Pro ma con un grosso punto di domanda - lo sportello per gli autonomi sul mercato del lavoro. Finora i lavoratori autonomi hanno sempre dovuto arrangiarsi; tutt'al più qualche professionista ha potuto forse far riferimento, nella ricerca di lavoro, al suo Ordine professionale (benché siano davvero pochi quelli che negli ultimi anni si sono seriamente posti il problema degli sbocchi professionali dei propri iscritti - noi abbiamo raccontato per esempio, di recente, l'idea dell'Ordine dei biologi per il matching con le aziende in cerca di quelle professionalità, ma si tratta di una mosca bianca). Ora il Jobs Act prevede che gli autonomi debbano poter avere «diritto di accesso alle informazioni sul mercato» e sopratutto fruire di «servizi personalizzati di orientamento, riqualificazione e ricollocazione». Il che vuol dire, si legge nel testo dell'articolo 6, che «i centri per l’impiego e gli organismi accreditati si dotano, in ogni sede aperta al pubblico, di uno sportello dedicato al lavoro autonomo». Questo sportello «raccoglie le domande e le offerte di lavoro autonomo, fornisce le relative informazioni ai professionisti ed alle imprese che ne facciano richiesta, fornisce informazioni relative alle procedure per l’avvio di attività autonome e per le eventuali trasformazioni, per l’accesso a commesse ed appalti pubblici, nonché relative alle opportunità di credito e alle agevolazioni pubbliche nazionali e locali». Il problema è che i centri per l'impiego sono oggi totalmente inadeguati a fornire servizi di qualità all'utenza: hanno poco personale, nella maggior parte dei casi poco preparato; hanno subito un contraccolpo fortissimo con il caos della soppressione delle Province, con il risultato che la loro già scarsa dotazione economica è stata ulteriormente rivista al ribasso, o quantomeno congelata.

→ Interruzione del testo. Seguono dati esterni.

//! WorldCat Discovery search library
//!
//! Query model, bibliographic record model, and the authenticated search
//! client for the WorldCat Discovery bibs-holdings endpoint. Builds on
//! `worldcat-auth` for bearer tokens: the client fetches a token per
//! request and, on an authorization failure, performs exactly one silent
//! refresh plus one retry before surfacing the error.

pub mod client;
pub mod error;
pub mod query;
pub mod records;

pub use client::{DISCOVERY_BASE_URL, HoldingsClient};
pub use error::{Error, Result};
pub use query::{DistanceUnit, HoldingsQuery, SearchType};
pub use records::{
    Address, BriefHolding, BriefRecord, CatalogingInfo, EXPORT_HEADERS, GeneralHoldings,
    export_rows,
};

Con turn-over bloccato e dotazione di strumenti tecnologici pressoché inesistente, i centri per l'impiego già fanno fatica a non soccombere e a far fronte all'ordinaria amministrazione. Per aprire degli sportelli per lavoratori autonomi bisognerebbe necessariamente mettere a disposizione un budget adeguato, assumere personale specializzato. Una prospettiva realistica?
Staremo a vedere quali saranno le reazioni del parlamento quando la bozza di decreto arriverà in discussione, e se vi sarà spazio per eventuali migliorie.